Beyond that there has been little written about how this shift in the oil price levels does to investment and growth going forward. Where will oil settle? What do people think about the future? What about investments made on the idea that gasoline would cost $4-$5/gallon? Now it is $2-$3/gallon? What does it do to desired commuting patterns? Will people still want to live in the city (low cost commute) or will they prefer suburbia? This uncertainty can crimp growth on an ongoing basis until there is some certainty about price levels for oil in particular but other commodities as well.

Of course, the world is complicated. As the U.S. struggles with supply effects, it also benefits from consumption effects due to lower prices for inputs and consumables. There is also a strong dollar to contend with and the confidence impact of global unrest on consumers.

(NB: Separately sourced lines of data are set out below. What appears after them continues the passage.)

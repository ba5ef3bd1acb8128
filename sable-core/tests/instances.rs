use sable_core::{check_source, CompileError};

#[test]
fn overlapping_instances_are_rejected() {
    let src = r#"
module body Scenario is
  typeclass Printable(T : Free) is
    method Print(x : T) : Unit;
  end;

  instance Printable(Integer32) is
    method Print(x : Integer32) : Unit is
      return nil;
    end;
  end;

  instance Printable(Integer32) is
    method Print(x : Integer32) : Unit is
      return nil;
    end;
  end;
end module body.
"#;
    let err = check_source(src).expect_err("duplicate instance");
    assert!(
        matches!(err, CompileError::Instance(_)),
        "expected InstanceError, got {}",
        err.kind()
    );
    assert!(
        err.message().contains("overlapping instances"),
        "got: {}",
        err.message()
    );
}

#[test]
fn generic_instance_overlapping_a_concrete_one_is_rejected() {
    let src = r#"
module body Scenario is
  record Box[T : Free] : Free is
    value : T;
  end;

  typeclass Printable(T : Free) is
    method Print(x : T) : Unit;
  end;

  instance Printable(Box[Integer32]) is
    method Print(x : Box[Integer32]) : Unit is
      return nil;
    end;
  end;

  instance Printable[T : Free](Box[T]) is
    method Print(x : Box[T]) : Unit is
      return nil;
    end;
  end;
end module body.
"#;
    let err = check_source(src).expect_err("generic overlaps concrete");
    assert!(
        err.message().contains("overlapping instances"),
        "got: {}",
        err.message()
    );
}

#[test]
fn a_half_concrete_instance_argument_is_a_bad_shape() {
    let src = r#"
module body Scenario is
  record Pair[A : Free, B : Free] : Free is
    first : A;
    second : B;
  end;

  typeclass Printable(T : Free) is
    method Print(x : T) : Unit;
  end;

  instance Printable[A : Free](Pair[A, Integer32]) is
    method Print(x : Pair[A, Integer32]) : Unit is
      return nil;
    end;
  end;
end module body.
"#;
    let err = check_source(src).expect_err("half-concrete argument");
    assert!(
        err.message().contains("bad instance argument shape"),
        "got: {}",
        err.message()
    );
}

#[test]
fn an_instance_argument_outside_the_class_universe_is_rejected() {
    let src = r#"
module body Scenario is
  record Token : Linear is
    id : Integer32;
  end;

  typeclass Printable(T : Free) is
    method Print(x : T) : Unit;
  end;

  instance Printable(Token) is
    method Print(x : Token) : Unit is
      return nil;
    end;
  end;
end module body.
"#;
    let err = check_source(src).expect_err("linear argument to a Free class");
    assert!(
        matches!(err, CompileError::Instance(_)),
        "expected InstanceError, got {}",
        err.kind()
    );
    assert!(err.message().contains("universe"), "got: {}", err.message());
}

#[test]
fn method_calls_resolve_through_the_instance() {
    let src = r#"
module body Scenario is
  typeclass Printable(T : Free) is
    method Print(x : T) : Unit;
  end;

  instance Printable(Integer32) is
    method Print(x : Integer32) : Unit is
      return nil;
    end;
  end;

  function Main(root : RootCapability) : RootCapability is
    Print(42);
    return root;
  end;
end module body.
"#;
    check_source(src).expect("method resolves");
}

#[test]
fn a_method_call_with_no_instance_is_rejected() {
    let src = r#"
module body Scenario is
  typeclass Printable(T : Free) is
    method Print(x : T) : Unit;
  end;

  instance Printable(Integer32) is
    method Print(x : Integer32) : Unit is
      return nil;
    end;
  end;

  function Main(root : RootCapability) : RootCapability is
    Print(true);
    return root;
  end;
end module body.
"#;
    let err = check_source(src).expect_err("no Boolean instance");
    assert!(
        matches!(err, CompileError::Instance(_)),
        "expected InstanceError, got {}",
        err.kind()
    );
    assert!(err.message().contains("no instance"), "got: {}", err.message());
}

#[test]
fn an_instance_missing_a_method_is_rejected() {
    let src = r#"
module body Scenario is
  typeclass Printable(T : Free) is
    method Print(x : T) : Unit;
    method Show(x : T) : Unit;
  end;

  instance Printable(Integer32) is
    method Print(x : Integer32) : Unit is
      return nil;
    end;
  end;
end module body.
"#;
    let err = check_source(src).expect_err("Show is not implemented");
    assert!(
        err.message().contains("does not implement"),
        "got: {}",
        err.message()
    );
}
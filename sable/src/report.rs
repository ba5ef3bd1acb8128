#![forbid(unsafe_code)]

use sable_core::{CompileError, Fragment};
use serde::Serialize;

#[derive(Debug, Clone, Serialize)]
pub struct SpanRange {
    pub offset: usize,
    pub len: usize,
}

#[derive(Debug, Clone, Serialize)]
pub struct ErrorReport {
    pub schema: &'static str,
    pub kind: String,
    pub message: String,
    pub fragments: Vec<Fragment>,
    #[serde(skip_serializing_if = "Option::is_none")]
    pub span: Option<SpanRange>,
}

impl ErrorReport {
    pub fn from_error(err: &CompileError) -> Self {
        ErrorReport {
            schema: "sable.error.v1",
            kind: err.kind().to_string(),
            message: err.message(),
            fragments: err.fragments(),
            span: err.span().map(|s| SpanRange {
                offset: s.offset(),
                len: s.len(),
            }),
        }
    }
}

pub fn render_json(err: &CompileError) -> String {
    let report = ErrorReport::from_error(err);
    serde_json::to_string_pretty(&report).unwrap_or_else(|_| "{}".to_string())
}

pub fn render_plain(err: &CompileError) -> String {
    match err.span() {
        Some(span) => format!(
            "error[{}]: {} (at byte offset {}, len {})",
            err.kind(),
            err.message(),
            span.offset(),
            span.len()
        ),
        None => format!("error[{}]: {}", err.kind(), err.message()),
    }
}

#[cfg(test)]
mod tests {
    use super::*;
    use sable_core::{ErrorText, TypeError};

    #[test]
    fn json_report_carries_kind_fragments_and_span() {
        let err: CompileError = TypeError {
            message: ErrorText::new().text("unknown type ").code("Mystery"),
            span: Some(sable_core::span(12, 7)),
        }
        .into();
        let json = render_json(&err);
        assert!(json.contains("\"schema\": \"sable.error.v1\""));
        assert!(json.contains("\"kind\": \"TypeError\""));
        assert!(json.contains("Mystery"));
        assert!(json.contains("\"offset\": 12"));
    }
}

It is fair to say that the global economy has a lot of balls in the air. If markets can stabilize, maybe some of the benefits of the lower prices can take hold. But policymakers have to do the right thing to calm markets. In China, the authorities seem clueless. In the U.S., the Fed is so determined to hike rates; it's hard to tell what it will do. Many Fed officials seem to be so compulsively worried about the long run that they have no concern at all about what a rate hike will do in the short run. The Fed may yet hear the voice of reason, but we also know that many Fed members are adamant about raising rates. If the Fed, the central bank of the world's principal reserve unit, the dollar, does hike rates, it is hard to tell how far and wide the repercussions will spread. It is fair to look at the OECD indicators and realize that they do not depict a stable situation, just one that is largely unchanged and that represents largely unfulfilled expectations. Do not take solace in the OECD's LEIs this month. It's not what they do say, but what they don't say that is chilling.